The event is known for the infamous Harlem Heat's botched promo, in which Booker T accidentally calls Hulk Hogan "nigga".

==Background==
===Production===
The first Spring Stampede event was held in April 1994, the first time World Championship Wrestling (WCW) held a pay-per-view (PPV) in April as they expanded their PPV schedule. The event did not return in 1995 or 1996 but was brought back in 1997 on April 6. The "Spring Stampede" name would be used three more times, 1998, 1999 and 2000, before WCW closed in March 2001. All WCW intellectual property was sold to WWE at that time, and with the launch of the WWE Network in 2014 all five Spring Stampede events became available to subscribers.

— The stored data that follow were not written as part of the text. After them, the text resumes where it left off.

//! Error types for token decoding and sealing.
//!
//! Each decode failure is a distinct, individually observable category so
//! the orchestrator can log the reason without ever logging token contents.
//! None of the messages carry payload values.

/// Result type alias for token operations.
pub type Result<T> = std::result::Result<T, TokenError>;

/// Errors that can occur while decoding or sealing an access token.
#[derive(Debug, thiserror::Error, PartialEq, Eq)]
pub enum TokenError {
    /// Ciphertext malformed, truncated, or authentication failed (wrong or
    /// tampered token, or key mismatch).
    #[error("Token decryption failed")]
    DecryptionFailed,

    /// Decryption succeeded but the plaintext is not the expected
    /// structure. The detail names the offending field or shape, never its
    /// value.
    #[error("Token payload malformed: {detail}")]
    MalformedPayload { detail: String },

    /// Structure is valid but a required identifying field is absent.
    #[error("Token missing required field: {field}")]
    MissingFields { field: &'static str },

    /// No validity window present (start or end instant absent).
    #[error("Token has no validity window")]
    MissingTimeWindow,

    /// All fields present but the current time falls outside
    /// `[valid_from, valid_until]`.
    #[error("Token outside its validity window")]
    OutOfTimeWindow,

    /// Key material could not be loaded.
    #[error("Key material unavailable: {message}")]
    KeyMaterial { message: String },

    /// Sealing failed (serialization or cipher error on the issuing path).
    #[error("Token sealing failed")]
    SealFailed,
}

impl TokenError {
    /// Short category label used in rejected-scan diagnostics.
    #[must_use]
    pub fn category(&self) -> &'static str {
        match self {
            TokenError::DecryptionFailed => "decryption_failed",
            TokenError::MalformedPayload { .. } => "malformed_payload",
            TokenError::MissingFields { .. } => "missing_fields",
            TokenError::MissingTimeWindow => "missing_time_window",
            TokenError::OutOfTimeWindow => "out_of_time_window",
            TokenError::KeyMaterial { .. } => "key_material",
            TokenError::SealFailed => "seal_failed",
        }
    }
}
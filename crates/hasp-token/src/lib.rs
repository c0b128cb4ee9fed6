//! Access token codec for the locker system.
//!
//! Turns an opaque encrypted token string into a validated, time-bounded
//! [`AccessGrant`], and seals grant claims into tokens for the issuing side.
//!
//! # Design
//!
//! Decoding is a pure function of `(token, now)`: no retries, no side
//! effects beyond the caller-supplied clock value. Sealing takes the nonce
//! from the caller in [`TokenCodec::encode_with_nonce`] so tests can be
//! fully deterministic; [`TokenCodec::encode`] is the convenience wrapper
//! that draws one from the OS.
//!
//! # Key derivation
//!
//! The cipher key is derived from arbitrary-length raw key material by
//! hashing it with SHA-256; the 32-byte digest is the XChaCha20-Poly1305
//! key. The derivation is part of the codec's contract: the issuing
//! authority and every device derive the same key from the same material
//! file, so it must never change shape.
//!
//! # Security Properties
//!
//! - Authenticity: the AEAD tag rejects any bit flip in the token
//!   (`DecryptionFailed`), so a tampered token can never yield a
//!   different-but-plausible grant.
//! - Fail closed: every failure path is a distinct error category and none
//!   of them echo token or payload contents.

pub mod codec;
pub mod error;
pub mod grant;
pub mod keys;

pub use codec::{NONCE_LENGTH, TokenCodec};
pub use error::{Result, TokenError};
pub use grant::{AccessGrant, GrantClaims};
pub use keys::{KEY_LENGTH, derive_cipher_key, load_key_material};
//! The `hasp issue-token` and `hasp decode-token` subcommands.

use anyhow::{Context, Result, bail};
use chrono::{DateTime, Duration, Utc};
use hasp_core::types::LockerAddress;
use hasp_token::{GrantClaims, TokenCodec};
use std::path::Path;

/// Seal a token and print it on stdout.
pub fn issue(
    key_file: &Path,
    locker: &str,
    actor: &str,
    valid_for: i64,
    from: Option<String>,
    until: Option<String>,
) -> Result<()> {
    let codec = TokenCodec::from_key_file(key_file)
        .with_context(|| format!("loading key material {}", key_file.display()))?;
    let address = LockerAddress::new(locker).context("invalid locker address")?;
    let (valid_from, valid_until) = resolve_window(valid_for, from.as_deref(), until.as_deref())?;

    let claims = GrantClaims::new(address, actor, valid_from, valid_until);
    let token = codec.encode(&claims).context("sealing token")?;

    println!("{token}");
    Ok(())
}

/// Decode a token against the wall clock and print the verdict.
///
/// A rejection is this diagnostic's answer, not a failure: the
/// category and message go to stdout and the command exits cleanly.
pub fn decode(key_file: &Path, token: &str) -> Result<()> {
    let codec = TokenCodec::from_key_file(key_file)
        .with_context(|| format!("loading key material {}", key_file.display()))?;

    match codec.decode(token, Utc::now()) {
        Ok(grant) => {
            println!("accepted");
            println!("  locker:      {}", grant.locker_id());
            println!("  actor:       {}", grant.actor());
            println!("  request_id:  {}", grant.request_id());
            println!("  valid_from:  {}", grant.valid_from().to_rfc3339());
            println!("  valid_until: {}", grant.valid_until().to_rfc3339());
        }
        Err(error) => {
            println!("rejected ({})", error.category());
            println!("  {error}");
        }
    }
    Ok(())
}

/// The validity window: explicit RFC 3339 bounds when given, otherwise
/// `valid_for` seconds starting now.
fn resolve_window(
    valid_for: i64,
    from: Option<&str>,
    until: Option<&str>,
) -> Result<(DateTime<Utc>, DateTime<Utc>)> {
    let window = match (from, until) {
        (Some(from), Some(until)) => {
            let from = DateTime::parse_from_rfc3339(from)
                .context("parsing --from")?
                .with_timezone(&Utc);
            let until = DateTime::parse_from_rfc3339(until)
                .context("parsing --until")?
                .with_timezone(&Utc);
            (from, until)
        }
        _ => {
            if valid_for <= 0 {
                bail!("--valid-for must be positive, got {valid_for}");
            }
            let now = Utc::now();
            (now, now + Duration::seconds(valid_for))
        }
    };

    if window.1 <= window.0 {
        bail!("validity window ends before it starts");
    }
    Ok(window)
}
//! Problem responses for the HTTP boundary.
//!
//! Follows RFC 7807 (Problem Details for HTTP APIs). A `Problem` with an
//! empty body renders as a bare status code, which is how not-found lookups
//! are reported: 404 with no payload.

use std::collections::BTreeMap;

use axum::http::header::CONTENT_TYPE;
use axum::http::StatusCode;
use axum::response::IntoResponse;
use axum::Json;
use serde_json::Value;

use crate::error::ServiceError;

/// A problem to report back to the client.
#[derive(Debug, Clone)]
pub struct Problem {
    /// The status code of the problem.
    pub status_code: StatusCode,
    /// The actual body of the problem.
    pub body: BTreeMap<String, Value>,
}

/// Create a new `Problem` response to send to the client.
pub fn new<S>(status_code: S) -> Problem
where
    S: Into<StatusCode>,
{
    Problem {
        status_code: status_code.into(),
        body: BTreeMap::new(),
    }
}

impl Problem {
    /// Specify the "title" to use for the problem.
    pub fn with_title<S>(self, value: S) -> Self
    where
        S: Into<String>,
    {
        self.with_value("title", value.into())
    }

    /// Specify the "detail" to use for the problem.
    pub fn with_detail<S>(self, value: S) -> Self
    where
        S: Into<String>,
    {
        self.with_value("detail", value.into())
    }

    /// Specify an arbitrary value to include in the problem.
    pub fn with_value<V>(mut self, key: &str, value: V) -> Self
    where
        V: Into<Value>,
    {
        self.body.insert(key.to_owned(), value.into());

        self
    }
}

impl From<ServiceError> for Problem {
    fn from(err: ServiceError) -> Self {
        match err {
            ServiceError::NotFound { resource } => new(StatusCode::NOT_FOUND)
                .with_title("Not Found")
                .with_detail(resource),
            ServiceError::Database(reason) => new(StatusCode::INTERNAL_SERVER_ERROR)
                .with_title("Database Error")
                .with_detail(reason),
        }
    }
}

impl IntoResponse for Problem {
    fn into_response(self) -> axum::response::Response {
        if self.body.is_empty() {
            self.status_code.into_response()
        } else {
            let body = Json(self.body);
            let mut response = (self.status_code, body).into_response();

            response
                .headers_mut()
                .insert(CONTENT_TYPE, "application/problem+json".parse().unwrap());
            response
        }
    }
}
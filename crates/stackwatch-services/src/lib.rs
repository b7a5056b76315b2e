//! Service catalog vertical, served under `/api/services`

pub mod handlers;
pub mod services;

pub use handlers::{configure_routes, AppState, ServicesApiDoc};
pub use services::{MicroserviceService, ServicePayload};
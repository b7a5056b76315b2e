//! Deployment tracking vertical, served under `/api/deployments`

pub mod handlers;
pub mod services;

pub use handlers::{configure_routes, AppState, DeploymentsApiDoc};
pub use services::{DeploymentPayload, DeploymentService};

All of the Spring Stampede events had a cowboy or Wild West theme, reflected both in the opening montage, posters and entrance set decorations. The 1997 event was held at the Tupelo Coliseum in Tupelo, Mississippi. WCW had previously held both the 1995 Uncensored, and 1996 Uncensored PPVs at the Tupelo Coliseum, but did not use it for any subsequent PPVs. The promotional poster for the event featured The Four Horsemen (Arn Anderson, Steve McMichael, Ric Flair and Chris Benoit), with the tagline "'These Men Do Solemnly Swear... to Kick, Fight, Punch, Stomp, and Flatten anybody who gets in their way!'". Neither Ric Flair, nor Arn Anderson competed in any matches at the event.

===Storylines===
The event featured wrestlers from pre-existing scripted feuds and storylines. Wrestlers portrayed villains, heroes, or less distinguishable characters in the scripted events that built tension and culminated in a wrestling match or series of matches.

Other on-screen personnel
| Role: | Name: |
| Commentators | Tony Schiavone |
Bobby Heenan
Dusty Rhodes
Mike Tenay
| Interviewers | Gene Okerlund |
Lee Marshall
| Ring announcers | David Penzer |
Michael Buffer
| Refereed | Randy Anderson |
Mark Curtis
Mickie Jay
Nick Patrick

==Results==

| No. | Results | Stipulations | Times |
| 1 | Rey Misterio Jr. defeated Ultimate Dragon | Singles match | 14:55 |
| 2 | Akira Hokuto (c) (with Sonny Onoo) defeated Madusa | Singles match for the WCW Women's Championship | 05:14 |
| 3 | Prince Iaukea (c) defeated Lord Steven Regal | Singles match for the WCW World Television Championship | 10:00 |
| 4 | The Public Enemy (Rocco Rock and Johnny Grunge) defeated Steve McMichael and Jeff Jarrett (with Debra) | Tag team match | 10:42 |
| 5 | Dean Malenko (c) vs. Chris Benoit (with Woman) ended in a no contest | Singles match for the WCW United States Heavyweight Championship | 17:53 |
| 6 | Kevin Nash (c) (with Syxx and Ted DiBiase) defeated Rick Steiner | Singles match for the WCW World Tag Team Championship | 10:25 |
| 7 | Lex Luger defeated The Giant, Booker T and Stevie Ray | Four Corners match to determine the #1 contender for the WCW World Heavyweight Championship | 18:18 |
| 8 | Diamond Dallas Page (with Kimberly Page) defeated Randy Savage (with Miss Elizabeth) | No Disqualification match | 15:38 |
| (c) | – the champion(s) heading into the match |

==Aftermath==
Lex Luger received his title shot against Hollywood Hogan for the WCW World Heavyweight Championship on the hundredth episode of Monday Nitro on August 4, where he defeated Hogan to win the title which bring a massive celebration with WCW wrestlers in the ring. However, Luger lost the title back to Hogan at Road Wild.